Common Sense Politics

  Although a philosopher or philosophizer should take common sense as his lodestar, sometimes one feels the need to do exactly the opposite and preach against common sense -for common sense is not infallible.
  This is true especially of politics, for instance, in the popular opinion that the majority should rule. It seems that it is a common opinion that the people should rule, that is, that the people should rule just in the case that a majority of them agree to do a set of things. But there is a problem here, which is that a second common notion, namely the notion that the truth is always found in the median (as a midpoint between two extremes), contradicts the other common notion that the people should rule all the time. And I say this chiefly because the reason why the people should rule all the time is that a majority of the populace is somehow more intelligent than the few.
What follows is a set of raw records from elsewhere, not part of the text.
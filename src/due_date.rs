use chrono::{DateTime, FixedOffset, Local, NaiveDate, NaiveDateTime, NaiveTime, TimeDelta, Utc};

const ZONED_FORMATS: [&str; 4] = [
    "%Y-%m-%dT%H:%M:%S%.f%:z",
    "%Y-%m-%d %H:%M:%S%.f%:z",
    "%Y-%m-%dT%H:%M%:z",
    "%Y-%m-%d %H:%M%:z",
];

const FLOATING_FORMATS: [&str; 4] = [
    "%Y-%m-%dT%H:%M:%S%.f",
    "%Y-%m-%d %H:%M:%S%.f",
    "%Y-%m-%dT%H:%M",
    "%Y-%m-%d %H:%M",
];

/// Source of "now" for due-date arithmetic.
pub trait Clock {
    fn now(&self) -> DateTime<FixedOffset>;
}

impl<C: Clock + ?Sized> Clock for Box<C> {
    fn now(&self) -> DateTime<FixedOffset> {
        (**self).now()
    }
}

/// Local system time.
#[derive(Debug, Clone, Copy, Default)]
pub struct SystemClock;

impl Clock for SystemClock {
    fn now(&self) -> DateTime<FixedOffset> {
        Local::now().fixed_offset()
    }
}

/// A frozen instant, used by tests and for reproducible exports.
#[derive(Debug, Clone, Copy, PartialEq, Eq)]
pub struct FixedClock(DateTime<FixedOffset>);

impl FixedClock {
    pub fn new(now: DateTime<FixedOffset>) -> Self {
        Self(now)
    }
}

impl From<DateTime<Utc>> for FixedClock {
    fn from(value: DateTime<Utc>) -> Self {
        Self(value.fixed_offset())
    }
}

impl Clock for FixedClock {
    fn now(&self) -> DateTime<FixedOffset> {
        self.0
    }
}

/// A parsed due moment. Values without an offset are wall-clock times and
/// are compared against the clock's local time.
#[derive(Debug, Clone, Copy, PartialEq, Eq)]
pub enum DueInstant {
    Zoned(DateTime<FixedOffset>),
    Floating(NaiveDateTime),
}

impl DueInstant {
    /// Whole days from `now` until this instant, rounded toward negative infinity.
    pub fn days_from(&self, now: DateTime<FixedOffset>) -> i64 {
        let delta = match self {
            DueInstant::Zoned(due) => *due - now.with_timezone(due.offset()),
            DueInstant::Floating(due) => *due - now.naive_local(),
        };
        floor_days(delta)
    }
}

#[derive(Debug, Clone, PartialEq, Eq)]
pub enum DueDate {
    Missing,
    Unparseable(String),
    Parsed(DueInstant),
}

impl DueDate {
    pub fn parse(raw: Option<&str>) -> Self {
        let Some(raw) = raw.filter(|s| !s.is_empty()) else {
            return DueDate::Missing;
        };
        match parse_instant(raw) {
            Some(instant) => DueDate::Parsed(instant),
            None => DueDate::Unparseable(raw.to_string()),
        }
    }

    /// `None` for both missing and malformed dates.
    pub fn days_until(&self, now: DateTime<FixedOffset>) -> Option<i64> {
        match self {
            DueDate::Parsed(instant) => Some(instant.days_from(now)),
            DueDate::Missing | DueDate::Unparseable(_) => None,
        }
    }
}

pub fn days_until_due<C: Clock + ?Sized>(due_date: Option<&str>, clock: &C) -> Option<i64> {
    DueDate::parse(due_date).days_until(clock.now())
}

fn parse_instant(raw: &str) -> Option<DueInstant> {
    let normalized = normalize_iso(raw);

    if let Ok(due) = DateTime::parse_from_rfc3339(&normalized) {
        return Some(DueInstant::Zoned(due));
    }
    for fmt in ZONED_FORMATS {
        if let Ok(due) = DateTime::parse_from_str(&normalized, fmt) {
            return Some(DueInstant::Zoned(due));
        }
    }
    for fmt in FLOATING_FORMATS {
        if let Ok(due) = NaiveDateTime::parse_from_str(&normalized, fmt) {
            return Some(DueInstant::Floating(due));
        }
    }
    NaiveDate::parse_from_str(&normalized, "%Y-%m-%d")
        .ok()
        .map(|date| DueInstant::Floating(date.and_time(NaiveTime::MIN)))
}

/// Rewrites the ISO-8601 shorthands into the extended form chrono parses:
/// `Z` becomes `+00:00`, `YYYYMMDD` gains dashes, compact or hour-only times
/// gain colons and minutes, `,` fractions become `.`, and `+HH` / `+HHMM`
/// offsets become `+HH:MM`.
fn normalize_iso(raw: &str) -> String {
    let mut text = match raw.strip_suffix('Z') {
        Some(stem) => format!("{stem}+00:00"),
        None => raw.to_string(),
    };
    if is_basic_date(&text) {
        text = format!("{}-{}-{}{}", &text[..4], &text[4..6], &text[6..8], &text[8..]);
    }

    let Some(sep) = text.get(10..11).filter(|s| *s == "T" || *s == " ") else {
        return text;
    };
    let (date, time) = (&text[..10], &text[11..]);
    let (clock, offset) = match time.rfind(['+', '-']) {
        Some(idx) => time.split_at(idx),
        None => (time, ""),
    };
    format!(
        "{date}{sep}{}{}",
        normalize_clock(clock),
        normalize_offset(offset)
    )
}

fn is_basic_date(text: &str) -> bool {
    let bytes = text.as_bytes();
    bytes.len() >= 8
        && bytes[..8].iter().all(u8::is_ascii_digit)
        && bytes.get(8).is_none_or(|b| *b == b'T' || *b == b' ')
}

fn all_digits(s: &str) -> bool {
    !s.is_empty() && s.bytes().all(|b| b.is_ascii_digit())
}

fn normalize_clock(clock: &str) -> String {
    let clock = clock.replace(',', ".");
    let (hms, fraction) = match clock.find('.') {
        Some(idx) => clock.split_at(idx),
        None => (clock.as_str(), ""),
    };
    let hms = if all_digits(hms) {
        match hms.len() {
            2 => format!("{hms}:00"),
            4 => format!("{}:{}", &hms[..2], &hms[2..]),
            6 => format!("{}:{}:{}", &hms[..2], &hms[2..4], &hms[4..]),
            _ => hms.to_string(),
        }
    } else {
        hms.to_string()
    };
    format!("{hms}{fraction}")
}

fn normalize_offset(offset: &str) -> String {
    let Some((sign, digits)) = offset.split_at_checked(1) else {
        return offset.to_string();
    };
    if !all_digits(digits) {
        return offset.to_string();
    }
    match digits.len() {
        2 => format!("{sign}{digits}:00"),
        4 => format!("{sign}{}:{}", &digits[..2], &digits[2..]),
        _ => offset.to_string(),
    }
}

fn floor_days(delta: TimeDelta) -> i64 {
    // num_days truncates toward zero
    let days = delta.num_days();
    if delta < TimeDelta::days(days) {
        days - 1
    } else {
        days
    }
}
And  yet, how could the majority be always more capable of reaching truth than the few, when it is agreed that the truth is always in the median opinion? For a majority of the people has the nature of a mode or (at best) an average. But the median is a separate measure most of the time, in the abstract sense that the normal distribution (where the median is equal to the mode) is only 1 out of 3 possibilities while the median is separate from the mode in the other two distributions.  So therefore, if the truth is found in the median opinion, then how could the truth reside in the majority opinion? Clearly there is an inconsistency here.
  Of course this problem might be solved if one subscribed to the median-voter theorem but I don't think that most people do, and to the extent that they don't, they seem mistaken about a key issue in their political philosophy. Interestingly enough, the inconsistency I discussed now, is even more fatal to the idea that exactly one person should rule (autocracy), so although it seemingly corrupts the idea of democracy it does likewise with monarchy.